Stored entries:
^^^^^^^^^^^^^^^^
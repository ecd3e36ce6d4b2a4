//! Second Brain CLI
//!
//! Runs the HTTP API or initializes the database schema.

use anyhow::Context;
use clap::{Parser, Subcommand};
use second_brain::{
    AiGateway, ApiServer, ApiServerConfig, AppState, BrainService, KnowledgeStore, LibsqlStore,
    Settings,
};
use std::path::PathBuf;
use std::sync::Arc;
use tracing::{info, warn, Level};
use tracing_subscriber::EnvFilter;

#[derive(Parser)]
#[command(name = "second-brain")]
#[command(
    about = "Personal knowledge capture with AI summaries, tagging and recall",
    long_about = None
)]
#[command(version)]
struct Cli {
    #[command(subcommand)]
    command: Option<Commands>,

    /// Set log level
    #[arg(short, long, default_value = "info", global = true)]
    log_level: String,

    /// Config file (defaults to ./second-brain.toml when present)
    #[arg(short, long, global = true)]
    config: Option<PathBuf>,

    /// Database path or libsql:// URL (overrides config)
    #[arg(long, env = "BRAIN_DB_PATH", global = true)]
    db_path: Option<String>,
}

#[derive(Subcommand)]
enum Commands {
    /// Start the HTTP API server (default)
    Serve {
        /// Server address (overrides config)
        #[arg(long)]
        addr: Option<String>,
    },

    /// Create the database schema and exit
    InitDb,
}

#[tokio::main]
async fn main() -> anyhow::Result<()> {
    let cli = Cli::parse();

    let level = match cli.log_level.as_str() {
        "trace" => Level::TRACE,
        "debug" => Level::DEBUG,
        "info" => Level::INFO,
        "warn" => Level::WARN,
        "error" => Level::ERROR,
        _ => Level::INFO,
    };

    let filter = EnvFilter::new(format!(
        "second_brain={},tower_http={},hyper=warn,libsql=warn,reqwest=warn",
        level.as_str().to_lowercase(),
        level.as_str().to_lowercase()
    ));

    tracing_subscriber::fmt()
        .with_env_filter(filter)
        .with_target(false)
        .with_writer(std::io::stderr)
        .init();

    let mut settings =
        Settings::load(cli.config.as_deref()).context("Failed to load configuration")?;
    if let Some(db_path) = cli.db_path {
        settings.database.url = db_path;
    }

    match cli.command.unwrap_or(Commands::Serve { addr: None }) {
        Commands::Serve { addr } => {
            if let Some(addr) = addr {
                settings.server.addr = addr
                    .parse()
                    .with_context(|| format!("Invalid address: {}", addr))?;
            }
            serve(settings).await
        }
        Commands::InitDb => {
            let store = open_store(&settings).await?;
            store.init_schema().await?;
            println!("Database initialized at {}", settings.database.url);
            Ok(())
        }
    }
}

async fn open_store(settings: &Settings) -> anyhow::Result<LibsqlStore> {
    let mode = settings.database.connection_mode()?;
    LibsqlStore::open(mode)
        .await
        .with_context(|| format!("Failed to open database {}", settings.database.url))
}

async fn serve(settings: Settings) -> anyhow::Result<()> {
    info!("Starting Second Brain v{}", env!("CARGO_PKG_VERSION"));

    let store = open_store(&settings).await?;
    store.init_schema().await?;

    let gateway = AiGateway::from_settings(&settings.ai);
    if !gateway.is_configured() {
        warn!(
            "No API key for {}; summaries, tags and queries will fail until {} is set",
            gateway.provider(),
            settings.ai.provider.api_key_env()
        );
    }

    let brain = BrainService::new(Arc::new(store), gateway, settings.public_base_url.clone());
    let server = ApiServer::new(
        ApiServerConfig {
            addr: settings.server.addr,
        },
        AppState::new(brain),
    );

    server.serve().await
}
^^^^^^^^^^^^^^^^
## PROBLEM TO WORK ON
The lines to retype run from the start of the entries through the line containing "URL (overrides config)"; reproduce them exactly and add nothing.

## ANSWER TO THE PROBLEM
repository ecd3e36ce6d4b2a4
//! Second Brain CLI
//!
//! Runs the HTTP API or initializes the database schema.

use anyhow::Context;
use clap::{Parser, Subcommand};
use second_brain::{
    AiGateway, ApiServer, ApiServerConfig, AppState, BrainService, KnowledgeStore, LibsqlStore,
    Settings,
};
use std::path::PathBuf;
use std::sync::Arc;
use tracing::{info, warn, Level};
use tracing_subscriber::EnvFilter;

#[derive(Parser)]
#[command(name = "second-brain")]
#[command(
    about = "Personal knowledge capture with AI summaries, tagging and recall",
    long_about = None
)]
#[command(version)]
struct Cli {
    #[command(subcommand)]
    command: Option<Commands>,

    /// Set log level
    #[arg(short, long, default_value = "info", global = true)]
    log_level: String,

    /// Config file (defaults to ./second-brain.toml when present)
    #[arg(short, long, global = true)]
    config: Option<PathBuf>,

    /// Database path or libsql:// URL (overrides config)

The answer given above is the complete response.